• **ASSIGNMENT**
Could you return the whole listing, character for character?

• **STUDY MATERIAL**
--- START ---

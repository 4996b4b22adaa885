// Ultralytics 🚀 AGPL-3.0 License - https://ultralytics.com/license

//! Image decoding and artifact persistence.
//!
//! Every artifact is first written to a `.part` sibling and then renamed into
//! place, so a failed or interrupted write never leaves a partial file under
//! its final name.

use std::path::{Path, PathBuf};

use image::{DynamicImage, ImageDecoder, ImageFormat, ImageReader};

use crate::error::{PostureError, Result};
use crate::pose::Pose;
use crate::visualizer::SkeletonRaster;

/// Decode an image file, applying its EXIF orientation.
///
/// # Errors
///
/// Returns [`PostureError::DecodeError`] if the file cannot be opened or decoded.
pub fn decode_image(path: impl AsRef<Path>) -> Result<DynamicImage> {
    let path = path.as_ref();
    let decode_err =
        |e: &dyn std::fmt::Display| PostureError::DecodeError(format!("{}: {e}", path.display()));

    let reader = ImageReader::open(path)
        .map_err(|e| decode_err(&e))?
        .with_guessed_format()
        .map_err(|e| decode_err(&e))?;
    let mut decoder = reader.into_decoder().map_err(|e| decode_err(&e))?;
    let orientation = decoder.orientation().map_err(|e| decode_err(&e))?;
    let mut image = DynamicImage::from_decoder(decoder).map_err(|e| decode_err(&e))?;
    image.apply_orientation(orientation);
    Ok(image)
}

/// Temporary sibling used while `path` is being written.
#[must_use]
pub fn part_path(path: &Path) -> PathBuf {
    let mut name = path.file_name().unwrap_or_default().to_os_string();
    name.push(".part");
    path.with_file_name(name)
}

/// Write through `write` into a `.part` file, then rename onto `path`.
fn write_atomic<F>(path: &Path, write: F) -> Result<()>
where
    F: FnOnce(&Path) -> std::result::Result<(), String>,
{
    let tmp = part_path(path);
    if let Err(e) = write(&tmp) {
        let _ = std::fs::remove_file(&tmp);
        return Err(PostureError::PersistenceError(format!(
            "Failed to write {}: {e}",
            path.display()
        )));
    }
    std::fs::rename(&tmp, path).map_err(|e| {
        let _ = std::fs::remove_file(&tmp);
        PostureError::PersistenceError(format!("Failed to finalize {}: {e}", path.display()))
    })
}

/// Persist a raster, encoding according to the extension of `path`.
///
/// # Errors
///
/// Returns [`PostureError::PersistenceError`] for unknown extensions and I/O
/// or encoding failures.
pub fn save_raster(raster: &SkeletonRaster, path: impl AsRef<Path>) -> Result<()> {
    let path = path.as_ref();
    let format = ImageFormat::from_path(path).map_err(|_| {
        PostureError::PersistenceError(format!(
            "Unsupported output format: {}",
            path.display()
        ))
    })?;
    write_atomic(path, |tmp| {
        raster
            .image()
            .save_with_format(tmp, format)
            .map_err(|e| e.to_string())
    })
}

/// Persist a pose as JSON.
///
/// # Errors
///
/// Returns [`PostureError::PersistenceError`] if serialization or the write fails.
pub fn save_pose_json(pose: &Pose, path: impl AsRef<Path>) -> Result<()> {
    let json = pose.to_json()?;
    write_atomic(path.as_ref(), |tmp| {
        std::fs::write(tmp, json.as_bytes()).map_err(|e| e.to_string())
    })
}
// Ultralytics 🚀 AGPL-3.0 License - https://ultralytics.com/license

//! Model collaborator interfaces.
//!
//! The pipeline never talks to a concrete network. It consumes a
//! [`PoseEstimator`] to turn pixels into keypoints and a [`Classifier`] to turn
//! a skeleton raster into label scores. ONNX Runtime implementations live in
//! [`crate::onnx`] behind the `onnx` feature; tests plug in fakes.

use std::sync::Arc;

use image::DynamicImage;

use crate::error::Result;
use crate::pose::Pose;
use crate::visualizer::SkeletonRaster;

/// Single-person pose estimation.
///
/// Implementations are shared across batch workers, hence `Send + Sync`.
pub trait PoseEstimator: Send + Sync {
    /// Estimate the most prominent pose in `image`, in source-image pixels.
    ///
    /// An image with nobody in it is not an error: return a pose whose
    /// presence score is zero (see [`Pose::empty`]).
    ///
    /// # Errors
    ///
    /// Returns [`crate::PostureError::InferenceError`] if the model run fails.
    fn estimate(&self, image: &DynamicImage) -> Result<Pose>;
}

/// Posture classification over skeleton rasters.
pub trait Classifier: Send + Sync {
    /// Score `raster` against every label, in [`crate::Label::ALL`] order.
    ///
    /// # Errors
    ///
    /// Returns [`crate::PostureError::InferenceError`] if the model run fails.
    fn predict(&self, raster: &SkeletonRaster) -> Result<Vec<f32>>;
}

impl<T: PoseEstimator + ?Sized> PoseEstimator for Arc<T> {
    fn estimate(&self, image: &DynamicImage) -> Result<Pose> {
        (**self).estimate(image)
    }
}

impl<T: PoseEstimator + ?Sized> PoseEstimator for &T {
    fn estimate(&self, image: &DynamicImage) -> Result<Pose> {
        (**self).estimate(image)
    }
}

impl<T: Classifier + ?Sized> Classifier for Arc<T> {
    fn predict(&self, raster: &SkeletonRaster) -> Result<Vec<f32>> {
        (**self).predict(raster)
    }
}

impl<T: Classifier + ?Sized> Classifier for &T {
    fn predict(&self, raster: &SkeletonRaster) -> Result<Vec<f32>> {
        (**self).predict(raster)
    }
}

--- END ---

• **RESULT**
repository 4996b4b22adaa885
// Ultralytics 🚀 AGPL-3.0 License - https://ultralytics.com/license

//! Image decoding and artifact persistence.
//!
//! Every artifact is first written to a `.part` sibling and then renamed into
//! place, so a failed or interrupted write never leaves a partial file under
//! its final name.

use std::path::{Path, PathBuf};

use image::{DynamicImage, ImageDecoder, ImageFormat, ImageReader};

use crate::error::{PostureError, Result};
use crate::pose::Pose;
use crate::visualizer::SkeletonRaster;

/// Decode an image file, applying its EXIF orientation.
///
/// # Errors
///
/// Returns [`PostureError::DecodeError`] if the file cannot be opened or decoded.
pub fn decode_image(path: impl AsRef<Path>) -> Result<DynamicImage> {
    let path = path.as_ref();
    let decode_err =
        |e: &dyn std::fmt::Display| PostureError::DecodeError(format!("{}: {e}", path.display()));

    let reader = ImageReader::open(path)
        .map_err(|e| decode_err(&e))?
        .with_guessed_format()
        .map_err(|e| decode_err(&e))?;
    let mut decoder = reader.into_decoder().map_err(|e| decode_err(&e))?;
    let orientation = decoder.orientation().map_err(|e| decode_err(&e))?;
    let mut image = DynamicImage::from_decoder(decoder).map_err(|e| decode_err(&e))?;
    image.apply_orientation(orientation);
    Ok(image)
}

/// Temporary sibling used while `path` is being written.
#[must_use]
pub fn part_path(path: &Path) -> PathBuf {
    let mut name = path.file_name().unwrap_or_default().to_os_string();
    name.push(".part");
    path.with_file_name(name)
}

/// Write through `write` into a `.part` file, then rename onto `path`.
fn write_atomic<F>(path: &Path, write: F) -> Result<()>
where
    F: FnOnce(&Path) -> std::result::Result<(), String>,
{
    let tmp = part_path(path);
    if let Err(e) = write(&tmp) {
        let _ = std::fs::remove_file(&tmp);
        return Err(PostureError::PersistenceError(format!(
            "Failed to write {}: {e}",
            path.display()
        )));
    }
    std::fs::rename(&tmp, path).map_err(|e| {
        let _ = std::fs::remove_file(&tmp);
        PostureError::PersistenceError(format!("Failed to finalize {}: {e}", path.display()))
    })
}

/// Persist a raster, encoding according to the extension of `path`.
///
/// # Errors
///
/// Returns [`PostureError::PersistenceError`] for unknown extensions and I/O
/// or encoding failures.
pub fn save_raster(raster: &SkeletonRaster, path: impl AsRef<Path>) -> Result<()> {
    let path = path.as_ref();
    let format = ImageFormat::from_path(path).map_err(|_| {
        PostureError::PersistenceError(format!(
            "Unsupported output format: {}",
            path.display()
        ))
    })?;
    write_atomic(path, |tmp| {
        raster
            .image()
            .save_with_format(tmp, format)
            .map_err(|e| e.to_string())
    })
}

/// Persist a pose as JSON.
///
/// # Errors
///
/// Returns [`PostureError::PersistenceError`] if serialization or the write fails.
pub fn save_pose_json(pose: &Pose, path: impl AsRef<Path>) -> Result<()> {
    let json = pose.to_json()?;
    write_atomic(path.as_ref(), |tmp| {
        std::fs::write(tmp, json.as_bytes()).map_err(|e| e.to_string())
    })
}
// Ultralytics 🚀 AGPL-3.0 License - https://ultralytics.com/license

//! Model collaborator interfaces.
//!
//! The pipeline never talks to a concrete network. It consumes a
//! [`PoseEstimator`] to turn pixels into keypoints and a [`Classifier`] to turn
//! a skeleton raster into label scores. ONNX Runtime implementations live in
//! [`crate::onnx`] behind the `onnx` feature; tests plug in fakes.

use std::sync::Arc;

use image::DynamicImage;

use crate::error::Result;
use crate::pose::Pose;
use crate::visualizer::SkeletonRaster;

/// Single-person pose estimation.
///
/// Implementations are shared across batch workers, hence `Send + Sync`.
pub trait PoseEstimator: Send + Sync {
    /// Estimate the most prominent pose in `image`, in source-image pixels.
    ///
    /// An image with nobody in it is not an error: return a pose whose
    /// presence score is zero (see [`Pose::empty`]).
    ///
    /// # Errors
    ///
    /// Returns [`crate::PostureError::InferenceError`] if the model run fails.
    fn estimate(&self, image: &DynamicImage) -> Result<Pose>;
}

/// Posture classification over skeleton rasters.
pub trait Classifier: Send + Sync {
    /// Score `raster` against every label, in [`crate::Label::ALL`] order.
    ///
    /// # Errors
    ///
    /// Returns [`crate::PostureError::InferenceError`] if the model run fails.
    fn predict(&self, raster: &SkeletonRaster) -> Result<Vec<f32>>;
}

impl<T: PoseEstimator + ?Sized> PoseEstimator for Arc<T> {
    fn estimate(&self, image: &DynamicImage) -> Result<Pose> {
        (**self).estimate(image)
    }
}

impl<T: PoseEstimator + ?Sized> PoseEstimator for &T {
    fn estimate(&self, image: &DynamicImage) -> Result<Pose> {
        (**self).estimate(image)
    }
}

impl<T: Classifier + ?Sized> Classifier for Arc<T> {
    fn predict(&self, raster: &SkeletonRaster) -> Result<Vec<f32>> {
        (**self).predict(raster)
    }
}

impl<T: Classifier + ?Sized> Classifier for &T {
    fn predict(&self, raster: &SkeletonRaster) -> Result<Vec<f32>> {
        (**self).predict(raster)
    }
}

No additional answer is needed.